Ничто внешнее не заставляло меня высиживать эти ночи там, на последнем этаже одного из самых высоких домов приарбатья. Слушать, а иногда и видеть, как то там, то сям совсем недалеко рвутся фугасные снаряды, как тарахтят пулеметные очереди по железной крыше над моей головой, любоваться фейерверком трассирующих пуль, огнем пожаров и при всем том чувствовать себя если и не вполне спокойно, то, во всяком случае, очень и очень неплохо.
Я воспользовался возможностью хоть как-то сквитать наши счеты, и с души у меня словно камень упал. Мои тогдашние чувства, если бы их выразить словами, были бы примерно такими:
«Видишь, я не просто в тебе поселился, воспользовавшись случайностью права, наша связь старинная, исконная, естественная. Пришло страшное время, тебе угрожает опасность, и я тут, с тобой, если будет возможность помочь — помогу, а если тебе суждено погибнуть, то погибнем мы вместе».
И я сидел в глубине мастерской, привалившись к спинке дивана, покуривал, смотрел и слушал, как небо за огромным окном рычало, грохотало и вспыхивало, а временами и сотрясало дом. Понятно, что вышеприведенного дурацкого монолога я не произносил даже про себя, но чувствовал я примерно так.
Мастерская тоже молчала, к ожидавшей ее судьбе относилась с мудрейшим спокойствием. За ее молчанием можно было прочесть примерно такое: «Все правильно, иначе и быть не могло, твое место сейчас именно здесь».
Действительно, в эти ночи я чувствовал себя и на месте и при деле, но прошло время, и все стало по-старому. Опять основные обитатели мастерской продолжали враждовать со мной, их значимость, их целесообразная красота были несомненны. Любая подставка, любой инструмент, любая бутыль говорили об этом, однако они уже годами находились в бездействии, и то единственное, что составляло их жизнь, то есть использование их по назначению, делалось моей женой лишь в незначительной степени. Потому-то когда она там в это пятнадцатилетие хотя бы эпизодически, но все же работала, на душе моей становилось легче. Поэтому также я там с удовольствием занимался фотографией, с удовольствием формовал из гипса и грубо оболванивал камни для жены. Но все это были лишь паллиативы, не способные ничего изменить по существу.

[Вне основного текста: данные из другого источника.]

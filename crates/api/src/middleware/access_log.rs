//! Access-log writer feeding the Blue Trinity monitor.
//!
//! Every response appends one Common Log Format line. Write failures are
//! logged and never affect the response.

use std::net::SocketAddr;
use std::path::{Path, PathBuf};
use std::sync::Arc;

use std::convert::Infallible;

use axum::extract::{ConnectInfo, FromRequestParts, Request, State};
use axum::http::header::{CONTENT_LENGTH, USER_AGENT};
use axum::http::request::Parts;
use axum::http::{Extensions, HeaderMap};
use axum::middleware::Next;
use axum::response::Response;
use chrono::Utc;
use tokio::fs::{File, OpenOptions};
use tokio::io::AsyncWriteExt;
use tokio::sync::Mutex;
use trinity_core::access_log::{client_ip, format_common_log, AccessLogEntry};

/// Append-only handle to the access log.
#[derive(Debug)]
pub struct AccessLogWriter {
    path: PathBuf,
    file: Mutex<File>,
}

impl AccessLogWriter {
    /// Open (creating if needed) the log for appending.
    pub async fn open(path: impl AsRef<Path>) -> std::io::Result<Self> {
        let path = path.as_ref().to_path_buf();
        if let Some(parent) = path.parent().filter(|p| !p.as_os_str().is_empty()) {
            tokio::fs::create_dir_all(parent).await?;
        }
        let file = OpenOptions::new()
            .create(true)
            .append(true)
            .open(&path)
            .await?;
        Ok(Self {
            path,
            file: Mutex::new(file),
        })
    }

    pub fn path(&self) -> &Path {
        &self.path
    }

    /// Append one line (a trailing newline is added).
    pub async fn append(&self, line: &str) -> std::io::Result<()> {
        let mut file = self.file.lock().await;
        file.write_all(format!("{line}\n").as_bytes()).await?;
        file.flush().await
    }
}

/// Client address as the access log records it: first `X-Forwarded-For`
/// hop, else the peer address, else loopback.
pub fn request_client_ip(headers: &HeaderMap, extensions: &Extensions) -> String {
    let forwarded_for = header_string(headers.get("x-forwarded-for"));
    let peer = extensions
        .get::<ConnectInfo<SocketAddr>>()
        .map(|ConnectInfo(addr)| addr.ip().to_string());
    client_ip(forwarded_for.as_deref(), peer.as_deref()).to_string()
}

/// Extractor for [`request_client_ip`], so sessions and the access log
/// agree on who made a request.
#[derive(Debug, Clone)]
pub struct ClientIp(pub String);

impl<S: Send + Sync> FromRequestParts<S> for ClientIp {
    type Rejection = Infallible;

    async fn from_request_parts(parts: &mut Parts, _state: &S) -> Result<Self, Self::Rejection> {
        Ok(ClientIp(request_client_ip(&parts.headers, &parts.extensions)))
    }
}

/// Middleware recording every request/response pair.
pub async fn record_access(
    State(writer): State<Arc<AccessLogWriter>>,
    request: Request,
    next: Next,
) -> Response {
    let method = request.method().to_string();
    let path = request
        .uri()
        .path_and_query()
        .map(|pq| pq.as_str().to_string())
        .unwrap_or_else(|| request.uri().path().to_string());
    let client = request_client_ip(request.headers(), request.extensions());
    let user_agent = header_string(request.headers().get(USER_AGENT));

    let response = next.run(request).await;

    let size = response
        .headers()
        .get(CONTENT_LENGTH)
        .and_then(|v| v.to_str().ok())
        .and_then(|v| v.parse().ok())
        .unwrap_or(0);

    let line = format_common_log(&AccessLogEntry {
        client_ip: &client,
        time: Utc::now(),
        method: &method,
        path: &path,
        status: response.status().as_u16(),
        size,
        user_agent: user_agent.as_deref(),
    });

    if let Err(e) = writer.append(&line).await {
        tracing::warn!(error = %e, path = %writer.path().display(), "Failed to write access log");
    }

    response
}

fn header_string(value: Option<&axum::http::HeaderValue>) -> Option<String> {
    value.and_then(|v| v.to_str().ok()).map(str::to_string)
}

#[cfg(test)]
mod tests {
    use super::*;

    #[tokio::test]
    async fn appends_lines_and_creates_parents() {
        let dir = tempfile::tempdir().unwrap();
        let path = dir.path().join("logs/access.log");

        let writer = AccessLogWriter::open(&path).await.unwrap();
        writer.append("first").await.unwrap();
        writer.append("second").await.unwrap();

        let contents = tokio::fs::read_to_string(&path).await.unwrap();
        assert_eq!(contents, "first\nsecond\n");
    }

    #[test]
    fn client_ip_prefers_forwarded_header_over_peer() {
        let mut extensions = Extensions::new();
        extensions.insert(ConnectInfo(SocketAddr::from(([10, 1, 2, 3], 4000))));

        let mut headers = HeaderMap::new();
        assert_eq!(request_client_ip(&headers, &extensions), "10.1.2.3");

        headers.insert("x-forwarded-for", "203.0.113.9, 10.0.0.1".parse().unwrap());
        assert_eq!(request_client_ip(&headers, &extensions), "203.0.113.9");

        assert_eq!(request_client_ip(&HeaderMap::new(), &Extensions::new()), "127.0.0.1");
    }

    #[tokio::test]
    async fn reopening_keeps_existing_content() {
        let dir = tempfile::tempdir().unwrap();
        let path = dir.path().join("access.log");
        AccessLogWriter::open(&path).await.unwrap().append("a").await.unwrap();
        AccessLogWriter::open(&path).await.unwrap().append("b").await.unwrap();
        assert_eq!(tokio::fs::read_to_string(&path).await.unwrap(), "a\nb\n");
    }
}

Моя жизнь в мастерской была сожительством по принуждению; тем, что я там все же жил, я был как бы фактическим победителем, в действительности же я был побежденным.
Когда через пятнадцать лет нас выселили из Серебряного, моей мастерской стала комната в два раза меньшая и несоизмеримо менее красивая, но жить мне стало куда легче.
День начинался в нашей семье не раньше девяти. За кофе папа мельком пробегал газету, с тем чтобы основательно ею заняться потом, после работы. Как многие люди его поколения, он дня не мог прожить без газеты. Гласность в России прочно распространилась в эпоху молодости их отцов и с тех пор пустила глубокие корни. До революции для чтения газеты никакого особого умения не требовалось, в газете все было написано черным по белому, пробежав две газеты разных направлений, ты более или менее был уже в курсе событий.
После революции газеты заболели агитационным психозом, а с середины двадцатых годов их содержимое стало смахивать на бредовую трескотню маньяка. Развиваясь в бесконкурентных условиях, они превратились в орудие одуривания, оглупления читателя, чтение же их — в подобие решения задач с ошибочными условиями. Папа довольно скоро сумел приобрести необходимые навыки, научился читать как бы сквозь то, что там было написано, и, таким образом, кое-что из газет выуживать. Ничего оригинального в подобном чтении не было, не он один читал газеты подобным образом, но делал он это очень квалифицированно и добросовестно.